■ Extracted entries
== Segment start ==
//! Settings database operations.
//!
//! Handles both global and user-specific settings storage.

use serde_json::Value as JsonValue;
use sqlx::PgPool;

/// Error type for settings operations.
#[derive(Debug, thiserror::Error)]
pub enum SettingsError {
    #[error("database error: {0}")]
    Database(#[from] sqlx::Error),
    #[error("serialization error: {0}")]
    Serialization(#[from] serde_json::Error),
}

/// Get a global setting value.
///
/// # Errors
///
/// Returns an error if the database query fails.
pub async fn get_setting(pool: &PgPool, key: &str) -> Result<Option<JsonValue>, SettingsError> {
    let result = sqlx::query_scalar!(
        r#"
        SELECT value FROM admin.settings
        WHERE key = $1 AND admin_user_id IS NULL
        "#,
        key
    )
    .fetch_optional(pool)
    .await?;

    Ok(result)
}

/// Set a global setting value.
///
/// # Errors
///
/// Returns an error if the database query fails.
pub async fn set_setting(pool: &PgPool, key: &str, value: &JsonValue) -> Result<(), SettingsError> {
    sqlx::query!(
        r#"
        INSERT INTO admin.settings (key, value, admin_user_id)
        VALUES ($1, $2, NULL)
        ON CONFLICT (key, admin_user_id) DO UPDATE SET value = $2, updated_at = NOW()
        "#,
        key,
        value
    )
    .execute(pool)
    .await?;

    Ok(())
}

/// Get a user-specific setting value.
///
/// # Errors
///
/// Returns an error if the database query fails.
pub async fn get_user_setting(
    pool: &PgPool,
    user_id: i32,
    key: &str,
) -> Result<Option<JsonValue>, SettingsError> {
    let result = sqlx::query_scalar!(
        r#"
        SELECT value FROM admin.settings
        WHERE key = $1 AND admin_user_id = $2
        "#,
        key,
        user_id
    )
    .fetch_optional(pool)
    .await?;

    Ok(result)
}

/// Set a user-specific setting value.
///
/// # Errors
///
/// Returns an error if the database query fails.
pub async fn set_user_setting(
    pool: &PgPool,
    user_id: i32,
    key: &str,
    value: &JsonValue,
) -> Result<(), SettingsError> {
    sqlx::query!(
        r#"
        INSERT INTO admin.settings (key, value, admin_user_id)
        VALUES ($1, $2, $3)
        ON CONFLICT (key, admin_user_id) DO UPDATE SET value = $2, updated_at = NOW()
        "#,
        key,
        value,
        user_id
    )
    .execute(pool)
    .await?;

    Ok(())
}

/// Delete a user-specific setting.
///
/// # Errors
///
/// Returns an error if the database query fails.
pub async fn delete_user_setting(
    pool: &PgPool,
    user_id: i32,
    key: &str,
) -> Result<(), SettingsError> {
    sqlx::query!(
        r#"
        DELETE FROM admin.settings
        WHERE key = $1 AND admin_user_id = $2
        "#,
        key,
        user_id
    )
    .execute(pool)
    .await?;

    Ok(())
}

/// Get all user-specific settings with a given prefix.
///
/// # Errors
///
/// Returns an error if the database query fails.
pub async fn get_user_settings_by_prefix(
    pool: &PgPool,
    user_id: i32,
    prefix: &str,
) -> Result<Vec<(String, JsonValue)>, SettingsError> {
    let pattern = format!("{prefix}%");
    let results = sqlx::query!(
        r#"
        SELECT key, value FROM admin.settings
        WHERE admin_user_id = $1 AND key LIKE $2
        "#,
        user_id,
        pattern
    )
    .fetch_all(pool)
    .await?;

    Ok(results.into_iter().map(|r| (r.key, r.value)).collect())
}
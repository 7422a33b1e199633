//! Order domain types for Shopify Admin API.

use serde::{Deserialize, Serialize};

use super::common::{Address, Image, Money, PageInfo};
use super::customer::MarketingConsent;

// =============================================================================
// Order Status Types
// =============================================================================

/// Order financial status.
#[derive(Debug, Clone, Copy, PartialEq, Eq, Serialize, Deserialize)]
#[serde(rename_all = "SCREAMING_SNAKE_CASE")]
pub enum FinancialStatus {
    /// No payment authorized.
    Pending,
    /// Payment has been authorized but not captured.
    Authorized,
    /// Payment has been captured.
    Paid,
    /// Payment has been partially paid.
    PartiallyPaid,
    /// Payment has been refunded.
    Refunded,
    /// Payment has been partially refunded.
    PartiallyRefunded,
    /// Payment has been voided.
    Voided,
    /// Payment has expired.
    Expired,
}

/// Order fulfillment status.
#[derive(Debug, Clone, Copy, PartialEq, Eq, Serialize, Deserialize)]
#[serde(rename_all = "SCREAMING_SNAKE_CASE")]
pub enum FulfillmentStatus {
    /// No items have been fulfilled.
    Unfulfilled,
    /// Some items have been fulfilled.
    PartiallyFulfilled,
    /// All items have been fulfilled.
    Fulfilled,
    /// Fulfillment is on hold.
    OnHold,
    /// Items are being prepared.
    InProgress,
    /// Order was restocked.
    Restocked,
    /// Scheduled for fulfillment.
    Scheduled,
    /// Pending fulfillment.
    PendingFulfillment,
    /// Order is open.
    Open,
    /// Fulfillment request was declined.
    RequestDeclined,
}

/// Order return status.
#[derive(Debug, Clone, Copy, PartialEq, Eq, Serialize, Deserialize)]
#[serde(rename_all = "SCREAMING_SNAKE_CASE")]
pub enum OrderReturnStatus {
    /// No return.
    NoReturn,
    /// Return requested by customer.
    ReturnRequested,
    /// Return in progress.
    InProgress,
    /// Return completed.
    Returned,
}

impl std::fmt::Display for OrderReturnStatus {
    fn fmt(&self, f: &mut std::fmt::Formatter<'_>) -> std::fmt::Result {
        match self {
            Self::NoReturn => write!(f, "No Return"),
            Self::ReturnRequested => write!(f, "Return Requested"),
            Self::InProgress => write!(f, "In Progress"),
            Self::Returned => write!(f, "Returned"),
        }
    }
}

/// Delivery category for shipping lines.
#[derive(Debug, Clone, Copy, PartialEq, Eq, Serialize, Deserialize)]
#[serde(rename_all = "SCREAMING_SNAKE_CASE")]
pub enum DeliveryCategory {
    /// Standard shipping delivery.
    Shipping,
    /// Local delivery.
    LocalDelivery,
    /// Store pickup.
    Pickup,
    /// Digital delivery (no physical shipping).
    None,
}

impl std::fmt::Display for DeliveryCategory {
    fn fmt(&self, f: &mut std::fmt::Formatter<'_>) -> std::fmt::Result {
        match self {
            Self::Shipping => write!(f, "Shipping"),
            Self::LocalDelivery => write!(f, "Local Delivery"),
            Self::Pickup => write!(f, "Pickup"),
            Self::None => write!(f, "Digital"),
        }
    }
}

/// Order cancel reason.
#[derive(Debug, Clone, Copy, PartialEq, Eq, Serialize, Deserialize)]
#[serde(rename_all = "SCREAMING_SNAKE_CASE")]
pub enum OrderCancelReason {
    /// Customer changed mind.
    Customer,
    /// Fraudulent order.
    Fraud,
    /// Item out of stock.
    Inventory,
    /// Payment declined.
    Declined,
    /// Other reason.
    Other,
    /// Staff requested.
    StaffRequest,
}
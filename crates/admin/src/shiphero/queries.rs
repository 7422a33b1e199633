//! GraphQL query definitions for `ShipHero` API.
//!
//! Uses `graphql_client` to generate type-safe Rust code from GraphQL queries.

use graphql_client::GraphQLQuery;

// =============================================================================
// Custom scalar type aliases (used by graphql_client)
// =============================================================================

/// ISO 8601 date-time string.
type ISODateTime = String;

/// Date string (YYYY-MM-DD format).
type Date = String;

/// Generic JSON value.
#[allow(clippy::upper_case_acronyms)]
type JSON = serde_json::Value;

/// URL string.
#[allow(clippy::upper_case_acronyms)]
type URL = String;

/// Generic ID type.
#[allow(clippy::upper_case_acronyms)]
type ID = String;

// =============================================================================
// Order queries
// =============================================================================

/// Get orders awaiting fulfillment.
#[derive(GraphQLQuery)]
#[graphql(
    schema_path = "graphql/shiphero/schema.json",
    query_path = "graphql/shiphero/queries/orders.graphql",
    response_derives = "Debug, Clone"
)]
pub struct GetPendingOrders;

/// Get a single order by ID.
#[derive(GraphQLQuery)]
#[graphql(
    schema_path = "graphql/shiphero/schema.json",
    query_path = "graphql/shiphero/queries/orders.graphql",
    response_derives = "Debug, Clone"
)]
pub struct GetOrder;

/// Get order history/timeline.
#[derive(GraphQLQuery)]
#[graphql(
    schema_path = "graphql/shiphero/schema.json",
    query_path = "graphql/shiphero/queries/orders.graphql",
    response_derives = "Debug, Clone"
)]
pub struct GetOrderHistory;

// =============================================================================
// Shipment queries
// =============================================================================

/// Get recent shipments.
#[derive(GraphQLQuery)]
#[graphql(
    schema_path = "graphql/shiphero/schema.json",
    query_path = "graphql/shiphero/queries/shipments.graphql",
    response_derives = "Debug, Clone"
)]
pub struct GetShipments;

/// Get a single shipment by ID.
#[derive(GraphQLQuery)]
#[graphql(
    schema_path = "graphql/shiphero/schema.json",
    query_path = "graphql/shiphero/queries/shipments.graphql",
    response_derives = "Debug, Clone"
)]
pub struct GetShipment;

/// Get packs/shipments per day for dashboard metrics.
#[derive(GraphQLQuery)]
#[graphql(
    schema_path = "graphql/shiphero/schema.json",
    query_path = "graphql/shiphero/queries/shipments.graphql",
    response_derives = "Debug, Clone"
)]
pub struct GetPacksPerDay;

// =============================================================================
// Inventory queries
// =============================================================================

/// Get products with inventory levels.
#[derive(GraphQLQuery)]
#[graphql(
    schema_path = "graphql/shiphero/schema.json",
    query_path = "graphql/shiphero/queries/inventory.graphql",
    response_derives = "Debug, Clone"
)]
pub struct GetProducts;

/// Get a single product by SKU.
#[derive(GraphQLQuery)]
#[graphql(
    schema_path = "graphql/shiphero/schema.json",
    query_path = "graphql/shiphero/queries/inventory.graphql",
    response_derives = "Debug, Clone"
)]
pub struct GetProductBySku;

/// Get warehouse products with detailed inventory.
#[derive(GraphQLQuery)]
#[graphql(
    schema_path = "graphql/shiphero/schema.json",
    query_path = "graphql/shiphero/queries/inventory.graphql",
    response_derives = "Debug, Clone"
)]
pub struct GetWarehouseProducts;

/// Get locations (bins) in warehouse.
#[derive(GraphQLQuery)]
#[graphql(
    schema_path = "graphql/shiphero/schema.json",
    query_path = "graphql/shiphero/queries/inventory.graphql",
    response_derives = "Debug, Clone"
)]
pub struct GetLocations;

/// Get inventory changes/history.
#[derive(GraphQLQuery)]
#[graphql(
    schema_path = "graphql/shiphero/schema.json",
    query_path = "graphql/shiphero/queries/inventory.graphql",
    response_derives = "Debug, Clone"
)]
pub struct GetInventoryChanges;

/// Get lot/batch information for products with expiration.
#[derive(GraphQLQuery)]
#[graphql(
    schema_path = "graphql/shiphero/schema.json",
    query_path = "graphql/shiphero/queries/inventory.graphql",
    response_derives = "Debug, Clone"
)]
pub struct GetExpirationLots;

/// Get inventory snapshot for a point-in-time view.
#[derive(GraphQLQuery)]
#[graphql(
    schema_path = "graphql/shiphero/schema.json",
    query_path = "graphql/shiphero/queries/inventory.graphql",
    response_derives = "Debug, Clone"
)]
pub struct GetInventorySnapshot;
== Segment end ==
■ What you need to do
Find the lines above that contain the string "enum" and answer with how many there are, nothing else.

■ Exercise response
6